Security

iboss FireSphere Adds Network Anomaly Monitoring to APT Functions

• By Dian Schaffhauser
• 02/11/15

A security technology company has upgraded one of its tools to flag malware that may already be working inside the network. iboss, which last fall released FireSphere, its advanced persistent threat software, has enhanced it with new functionality.

FireSphere was launched with several features:

• Infection monitoring to detect and respond to malware in progress;
• Network baselining to establish the normal chain of activities in order to be able to spot anomalies;
• A device quarantine to fence off infected devices;
• A behavioral sandbox to detect, isolate and "dissect" malware and other kinds of attacks;
• Intrusion prevention through data inspection, network traffic scanning and SSL anomaly detection; and
• Signature and heuristic antivirus, which uses feeds from multiple sources to stay up on the latest malware.

The latest version uses technology developed by the company to perform anomaly monitoring on network traffic to expose more sophisticated and evasive forms of malware.

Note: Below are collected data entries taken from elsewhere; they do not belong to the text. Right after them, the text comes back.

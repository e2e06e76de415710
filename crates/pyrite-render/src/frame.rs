// Copyright 2025 the Pyrite authors
//
// Licensed under the Apache License, Version 2.0 (the "License");
// you may not use this file except in compliance with the License.
// You may obtain a copy of the License at
//
//     http://www.apache.org/licenses/LICENSE-2.0
//
// Unless required by applicable law or agreed to in writing, software
// distributed under the License is distributed on an "AS IS" BASIS,
// WITHOUT WARRANTIES OR CONDITIONS OF ANY KIND, either express or implied.
// See the License for the specific language governing permissions and
// limitations under the License.

//! Per-frame command recording state and its private constant storage.
//!
//! N of these rotate round-robin so the CPU can record frame K+1 while the
//! GPU still consumes frame K. A slot may only be reused once the queue
//! fence has passed the value stored at its last submission; overwriting
//! earlier is the classic N-buffering data race.

use crate::constants::{MaterialConstants, PassConstants, PerObjectConstants};
use crate::upload::UploadBuffer;
use pyrite_core::gpu::{CommandAllocatorId, DeviceError, GpuDevice, ResourceError};

/// Everything the CPU needs to build the command list for one in-flight
/// frame.
#[derive(Debug)]
pub struct FrameResource {
    /// Command allocator the frame's list is recorded against.
    pub allocator: CommandAllocatorId,
    /// Per-object constant slots, one per drawable.
    pub per_object: UploadBuffer,
    /// Per-material constant slots, one per material.
    pub per_material: UploadBuffer,
    /// A single per-pass constant slot.
    pub per_pass: UploadBuffer,
    /// Fence value of the last submission that used this slot; 0 means
    /// never submitted.
    pub fence_value: u64,
}

impl FrameResource {
    /// Creates the allocator and sizes the three upload buffers from the
    /// final scene counts.
    pub fn new(
        device: &dyn GpuDevice,
        index: usize,
        num_objects: u32,
        num_materials: u32,
    ) -> Result<Self, ResourceError> {
        let allocator = device
            .create_command_allocator(Some(&format!("frame allocator {index}")))
            .map_err(|e| ResourceError::BackendError(e.to_string()))?;
        let per_object = UploadBuffer::new(
            device,
            Some(&format!("per-object constants [frame {index}]")),
            num_objects,
            std::mem::size_of::<PerObjectConstants>() as u64,
            true,
        )?;
        let per_material = UploadBuffer::new(
            device,
            Some(&format!("per-material constants [frame {index}]")),
            num_materials,
            std::mem::size_of::<MaterialConstants>() as u64,
            true,
        )?;
        let per_pass = UploadBuffer::new(
            device,
            Some(&format!("per-pass constants [frame {index}]")),
            1,
            std::mem::size_of::<PassConstants>() as u64,
            true,
        )?;
        Ok(Self {
            allocator,
            per_object,
            per_material,
            per_pass,
            fence_value: 0,
        })
    }
}

/// The fixed ring of N frame resources.
#[derive(Debug)]
pub struct FrameResourceRing {
    frames: Vec<FrameResource>,
    current: usize,
}

impl FrameResourceRing {
    /// Builds all N frame resources up front.
    pub fn new(
        device: &dyn GpuDevice,
        num_frames: usize,
        num_objects: u32,
        num_materials: u32,
    ) -> Result<Self, ResourceError> {
        let mut frames = Vec::with_capacity(num_frames);
        for i in 0..num_frames {
            frames.push(FrameResource::new(device, i, num_objects, num_materials)?);
        }
        log::info!(
            "Built {num_frames} frame resources ({num_objects} objects, {num_materials} materials each)"
        );
        Ok(Self { frames, current: 0 })
    }

    /// Number of slots in the ring.
    pub fn len(&self) -> usize {
        self.frames.len()
    }

    /// Whether the ring is empty (it never is after construction).
    pub fn is_empty(&self) -> bool {
        self.frames.is_empty()
    }

    /// All slots, in ring order. Used during init to point heap CBVs at
    /// each frame's private buffers.
    pub fn frames(&self) -> &[FrameResource] {
        &self.frames
    }

    /// Index of the active slot.
    pub fn current_index(&self) -> usize {
        self.current
    }

    /// The active slot.
    pub fn current(&self) -> &FrameResource {
        &self.frames[self.current]
    }

    /// The active slot, mutably.
    pub fn current_mut(&mut self) -> &mut FrameResource {
        &mut self.frames[self.current]
    }

    /// Advances to the next slot, cyclically.
    pub fn advance(&mut self) {
        self.current = (self.current + 1) % self.frames.len();
    }

    /// Blocks until the GPU has retired the active slot's last submission.
    ///
    /// This is the single suspension point of the frame loop. It gates on
    /// the slot's use N frames ago, not on the current frame, which is what
    /// buys N-1 frames of pipelining instead of a full stall.
    pub fn wait_for_gpu(&self, device: &dyn GpuDevice) -> Result<(), DeviceError> {
        let fence_value = self.current().fence_value;
        if fence_value != 0 && device.completed_fence_value() < fence_value {
            log::trace!(
                "frame slot {} still in flight (fence {fence_value}), waiting",
                self.current
            );
            device.wait_for_fence_value(fence_value)?;
        }
        Ok(())
    }
}

#[cfg(test)]
mod tests {
    // Ring rotation and fence gating are exercised end to end against the
    // mock device in tests/frame_pipelining.rs; the cyclic index itself is
    // cheap enough to check here without a device.

    #[test]
    fn advance_is_cyclic_mod_n() {
        // A ring with no GPU objects behind it: only the index matters.
        let n = 3usize;
        let mut current = 0usize;
        for k in 1..=10 {
            current = (current + 1) % n;
            assert_eq!(current, k % n);
        }
    }
}
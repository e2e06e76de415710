// Copyright 2025 the Pyrite authors
//
// Licensed under the Apache License, Version 2.0 (the "License");
// you may not use this file except in compliance with the License.
// You may obtain a copy of the License at
//
//     http://www.apache.org/licenses/LICENSE-2.0
//
// Unless required by applicable law or agreed to in writing, software
// distributed under the License is distributed on an "AS IS" BASIS,
// WITHOUT WARRANTIES OR CONDITIONS OF ANY KIND, either express or implied.
// See the License for the specific language governing permissions and
// limitations under the License.

use bytemuck::{Pod, Zeroable};

/// An RGBA color in linear space, components in `[0, 1]`.
#[repr(C)]
#[derive(Debug, Clone, Copy, PartialEq, Pod, Zeroable)]
pub struct LinearRgba {
    /// Red channel.
    pub r: f32,
    /// Green channel.
    pub g: f32,
    /// Blue channel.
    pub b: f32,
    /// Alpha channel.
    pub a: f32,
}

impl LinearRgba {
    /// Opaque white.
    pub const WHITE: Self = Self::new(1.0, 1.0, 1.0, 1.0);
    /// Opaque black.
    pub const BLACK: Self = Self::new(0.0, 0.0, 0.0, 1.0);

    /// Creates a color from channels.
    pub const fn new(r: f32, g: f32, b: f32, a: f32) -> Self {
        Self { r, g, b, a }
    }

    /// Returns the channels as `[r, g, b, a]`.
    pub fn to_array(&self) -> [f32; 4] {
        [self.r, self.g, self.b, self.a]
    }
}

impl Default for LinearRgba {
    fn default() -> Self {
        Self::BLACK
    }
}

The software compares previous data logs of network traffic to current traffic in order to "pinpoint" odd behavior or activities that can signal a compromise. Then it stops data transfer, quarantines the traffic and alerts network administrators.

The monitoring process examines device category, number of bytes in or out, number of connections being attempted, who owns the device and the intended destination, among other parameters.

The software can be deployed from the cloud or in appliance form.

"Organizations must have technology in place to mitigate loss if and when a network is compromised," said CEO Paul Martini. "FireSphere focuses on data movement across the network, particularly on outbound communication, to ensure organizations have complete insight into threats to immediately remediate potential problems."